Required work: What you write should be an exact copy of the material, from its first line through the line containing "the points explicitly.".

Data in this exercise:
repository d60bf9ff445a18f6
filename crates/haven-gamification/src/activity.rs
use std::fmt;
use std::str::FromStr;

use serde::{Deserialize, Serialize};
use ts_rs::TS;

/// Activity tags the app emits, each with a default point value.
///
/// The ledger stores the tag as a plain string, so tags outside this list are
/// still accepted when the caller states the points explicitly.
#[derive(Debug, Clone, Copy, PartialEq, Eq, Hash, Serialize, Deserialize, TS)]
#[serde(rename_all = "snake_case")]
#[ts(export)]
pub enum ActivityKind {
    JournalEntry,
    MoodLog,
    Exercise,
    Assessment,
    ChatSession,
}

impl ActivityKind {
    pub const ALL: [ActivityKind; 5] = [
        Self::JournalEntry,
        Self::MoodLog,
        Self::Exercise,
        Self::Assessment,
        Self::ChatSession,
    ];

    pub fn as_str(&self) -> &'static str {
        match self {
            Self::JournalEntry => "journal_entry",
            Self::MoodLog => "mood_log",
            Self::Exercise => "exercise",
            Self::Assessment => "assessment",
            Self::ChatSession => "chat_session",
        }
    }

    pub fn default_points(&self) -> u32 {
        match self {
            Self::JournalEntry => 10,
            Self::MoodLog => 5,
            Self::Exercise => 15,
            Self::Assessment => 20,
            Self::ChatSession => 5,
        }
    }
}

impl fmt::Display for ActivityKind {
    fn fmt(&self, f: &mut fmt::Formatter<'_>) -> fmt::Result {
        f.write_str(self.as_str())
    }
}

impl FromStr for ActivityKind {
    type Err = ();

    fn from_str(s: &str) -> Result<Self, Self::Err> {
        Self::ALL
            .into_iter()
            .find(|k| k.as_str() == s.trim())
            .ok_or(())
    }
}
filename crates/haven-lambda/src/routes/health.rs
use axum::Json;
use serde_json::{Value, json};

pub async fn health_check() -> Json<Value> {
    Json(json!({ "status": "ok" }))
}
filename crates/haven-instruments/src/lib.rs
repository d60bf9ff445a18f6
//! haven-instruments
//!
//! Clinical questionnaire definitions and the rules that score them.
//! Pure data and pure functions, no AWS dependency. Covers DASS-21, PHQ-9
//! and GAD-7: response validation, raw and subscale sums, severity band
//! lookup, load-time catalog checks and the offline interpretation text.

pub mod bands;
pub mod catalog;
pub mod definition;
pub mod error;
pub mod fallback;
pub mod instruments;
pub mod request;
pub mod scoring;

use haven_core::models::assessment::{AssessmentType, PerSubscale, SeverityLevel};

use definition::QuestionnaireDefinition;
use error::ScoreError;
use scoring::ScoreResult;

/// Trait implemented by each supported questionnaire.
pub trait Instrument: Send + Sync {
    /// The static definition: questions, response scale and scoring rules.
    fn definition(&self) -> &QuestionnaireDefinition;

    fn kind(&self) -> AssessmentType {
        self.definition().assessment_type
    }

    /// Human-readable name (e.g., "Patient Health Questionnaire (PHQ-9)").
    fn name(&self) -> &str {
        &self.definition().name
    }

    /// Score a completed response set against this instrument's rules.
    fn score(&self, responses: &[u32]) -> Result<ScoreResult, ScoreError> {
        scoring::score(self.definition(), responses)
    }

    /// Format a scored outcome as structured text for inclusion in a
    /// completion prompt.
    fn to_structured_input(
        &self,
        total_score: f64,
        severity: &SeverityLevel,
        subscales: Option<&PerSubscale<u32>>,
    ) -> String {
        let definition = self.definition();
        let mut output = format!("## {}\n\n", self.name());
        output.push_str(&format!(
            "- Total score: {total_score} (maximum {})\n",
            definition.max_possible_score()
        ));
        output.push_str(&format!("- Severity: {}\n", severity.describe()));

        if let Some(scores) = subscales {
            output.push_str("\n### Subscales\n");
            for (subscale, score) in scores.iter() {
                let level = match severity {
                    SeverityLevel::Subscales(levels) => format!(" ({})", levels.get(subscale)),
                    SeverityLevel::Label(_) => String::new(),
                };
                output.push_str(&format!("- {}: {score}{level}\n", subscale.label()));
            }
        }
        output
    }
}

/// Return all registered instruments.
pub fn all_instruments() -> Vec<Box<dyn Instrument>> {
    vec![
        Box::new(instruments::dass21::Dass21),
        Box::new(instruments::phq9::Phq9),
        Box::new(instruments::gad7::Gad7),
    ]
}

/// Look up an instrument by assessment type.
pub fn get_instrument(kind: AssessmentType) -> Box<dyn Instrument> {
    match kind {
        AssessmentType::Dass21 => Box::new(instruments::dass21::Dass21),
        AssessmentType::Phq9 => Box::new(instruments::phq9::Phq9),
        AssessmentType::Gad7 => Box::new(instruments::gad7::Gad7),
    }
}
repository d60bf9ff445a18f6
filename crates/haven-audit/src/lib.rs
//! haven-audit
//!
//! Application-level audit events, emitted through `tracing` so they land in
//! the same JSON log stream as everything else.

pub mod events;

Solution for this problem:
repository d60bf9ff445a18f6
filename crates/haven-gamification/src/activity.rs
use std::fmt;
use std::str::FromStr;

use serde::{Deserialize, Serialize};
use ts_rs::TS;

/// Activity tags the app emits, each with a default point value.
///
/// The ledger stores the tag as a plain string, so tags outside this list are
/// still accepted when the caller states the points explicitly.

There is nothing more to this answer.